Provided data:
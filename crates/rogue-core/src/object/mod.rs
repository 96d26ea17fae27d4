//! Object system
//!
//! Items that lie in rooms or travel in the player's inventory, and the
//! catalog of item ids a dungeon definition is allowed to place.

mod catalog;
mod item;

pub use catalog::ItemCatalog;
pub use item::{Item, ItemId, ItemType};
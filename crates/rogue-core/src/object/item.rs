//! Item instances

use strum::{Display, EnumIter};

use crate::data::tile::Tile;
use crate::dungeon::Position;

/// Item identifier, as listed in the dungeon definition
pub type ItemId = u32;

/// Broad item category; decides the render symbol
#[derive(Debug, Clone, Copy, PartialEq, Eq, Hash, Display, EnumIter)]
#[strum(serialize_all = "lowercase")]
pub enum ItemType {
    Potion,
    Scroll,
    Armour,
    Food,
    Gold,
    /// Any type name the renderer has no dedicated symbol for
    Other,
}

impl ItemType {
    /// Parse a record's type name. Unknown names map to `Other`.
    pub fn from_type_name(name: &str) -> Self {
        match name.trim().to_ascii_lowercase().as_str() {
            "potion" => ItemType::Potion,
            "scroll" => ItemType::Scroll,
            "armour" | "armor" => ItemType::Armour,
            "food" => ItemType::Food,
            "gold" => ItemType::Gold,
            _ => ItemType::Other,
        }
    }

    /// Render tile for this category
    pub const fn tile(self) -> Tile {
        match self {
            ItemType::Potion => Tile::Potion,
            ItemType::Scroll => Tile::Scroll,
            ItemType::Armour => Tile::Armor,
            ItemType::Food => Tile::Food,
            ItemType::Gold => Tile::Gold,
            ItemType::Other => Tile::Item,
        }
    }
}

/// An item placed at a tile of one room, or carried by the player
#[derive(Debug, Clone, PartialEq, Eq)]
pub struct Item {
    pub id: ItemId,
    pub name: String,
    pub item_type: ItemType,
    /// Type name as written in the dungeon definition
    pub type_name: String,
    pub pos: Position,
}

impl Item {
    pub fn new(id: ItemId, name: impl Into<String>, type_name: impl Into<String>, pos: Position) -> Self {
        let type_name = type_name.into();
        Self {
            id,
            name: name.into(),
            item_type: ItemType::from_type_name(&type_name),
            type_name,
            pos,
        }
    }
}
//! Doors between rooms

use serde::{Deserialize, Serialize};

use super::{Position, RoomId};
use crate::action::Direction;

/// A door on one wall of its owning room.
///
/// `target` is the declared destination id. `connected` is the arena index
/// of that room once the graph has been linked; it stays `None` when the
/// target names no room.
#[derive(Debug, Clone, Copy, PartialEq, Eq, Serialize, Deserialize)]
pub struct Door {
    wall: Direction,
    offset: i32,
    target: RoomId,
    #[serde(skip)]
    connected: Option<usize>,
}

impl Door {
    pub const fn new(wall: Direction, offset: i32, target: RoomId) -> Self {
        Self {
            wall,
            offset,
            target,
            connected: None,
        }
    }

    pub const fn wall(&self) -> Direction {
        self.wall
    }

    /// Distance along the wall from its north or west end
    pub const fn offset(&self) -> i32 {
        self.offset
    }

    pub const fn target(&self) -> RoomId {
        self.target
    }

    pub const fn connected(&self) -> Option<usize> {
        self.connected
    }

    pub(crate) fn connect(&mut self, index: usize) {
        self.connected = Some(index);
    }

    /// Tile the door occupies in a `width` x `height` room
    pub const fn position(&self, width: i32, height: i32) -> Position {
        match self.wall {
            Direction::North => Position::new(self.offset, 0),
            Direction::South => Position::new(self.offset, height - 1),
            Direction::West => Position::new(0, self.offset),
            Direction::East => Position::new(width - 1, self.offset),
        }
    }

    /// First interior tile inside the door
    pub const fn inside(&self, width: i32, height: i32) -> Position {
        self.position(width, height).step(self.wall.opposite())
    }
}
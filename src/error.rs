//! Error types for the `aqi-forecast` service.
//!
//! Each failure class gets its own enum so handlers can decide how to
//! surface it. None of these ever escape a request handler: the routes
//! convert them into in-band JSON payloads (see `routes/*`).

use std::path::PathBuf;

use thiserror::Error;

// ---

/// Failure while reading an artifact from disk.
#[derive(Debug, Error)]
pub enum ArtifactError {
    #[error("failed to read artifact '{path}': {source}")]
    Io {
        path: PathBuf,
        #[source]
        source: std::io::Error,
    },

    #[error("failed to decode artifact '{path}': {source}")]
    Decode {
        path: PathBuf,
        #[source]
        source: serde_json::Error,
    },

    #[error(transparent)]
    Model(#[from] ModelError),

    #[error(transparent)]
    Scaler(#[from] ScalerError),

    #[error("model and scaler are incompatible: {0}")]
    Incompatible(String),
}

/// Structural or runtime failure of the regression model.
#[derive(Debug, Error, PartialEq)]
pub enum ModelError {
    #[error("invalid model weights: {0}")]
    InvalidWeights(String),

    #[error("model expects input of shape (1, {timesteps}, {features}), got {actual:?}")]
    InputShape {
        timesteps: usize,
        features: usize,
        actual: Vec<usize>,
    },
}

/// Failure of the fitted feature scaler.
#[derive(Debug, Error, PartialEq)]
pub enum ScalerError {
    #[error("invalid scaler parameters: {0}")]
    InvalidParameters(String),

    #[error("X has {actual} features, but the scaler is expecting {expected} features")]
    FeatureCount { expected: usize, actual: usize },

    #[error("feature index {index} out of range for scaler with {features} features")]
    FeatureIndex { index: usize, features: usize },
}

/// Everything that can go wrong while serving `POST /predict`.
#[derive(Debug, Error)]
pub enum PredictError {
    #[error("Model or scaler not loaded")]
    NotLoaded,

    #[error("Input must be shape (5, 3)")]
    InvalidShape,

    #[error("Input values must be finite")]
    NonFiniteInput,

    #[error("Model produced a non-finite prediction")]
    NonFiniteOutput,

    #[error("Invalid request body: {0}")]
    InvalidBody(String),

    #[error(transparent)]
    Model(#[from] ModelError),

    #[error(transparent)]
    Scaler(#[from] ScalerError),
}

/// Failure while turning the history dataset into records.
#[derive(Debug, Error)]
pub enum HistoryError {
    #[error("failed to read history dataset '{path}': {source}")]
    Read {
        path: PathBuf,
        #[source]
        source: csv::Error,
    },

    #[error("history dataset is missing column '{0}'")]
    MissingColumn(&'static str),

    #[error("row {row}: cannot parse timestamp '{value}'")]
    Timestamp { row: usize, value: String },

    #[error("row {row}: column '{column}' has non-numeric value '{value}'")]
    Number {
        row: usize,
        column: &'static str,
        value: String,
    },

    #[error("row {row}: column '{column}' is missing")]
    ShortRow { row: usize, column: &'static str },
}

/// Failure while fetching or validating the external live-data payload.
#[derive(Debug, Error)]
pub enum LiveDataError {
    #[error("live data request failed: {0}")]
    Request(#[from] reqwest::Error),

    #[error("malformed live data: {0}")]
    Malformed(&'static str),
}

Exercise objective:
Say, as a single number, how many lines of the records hold the word "Scroll".

Answer to the problem:
3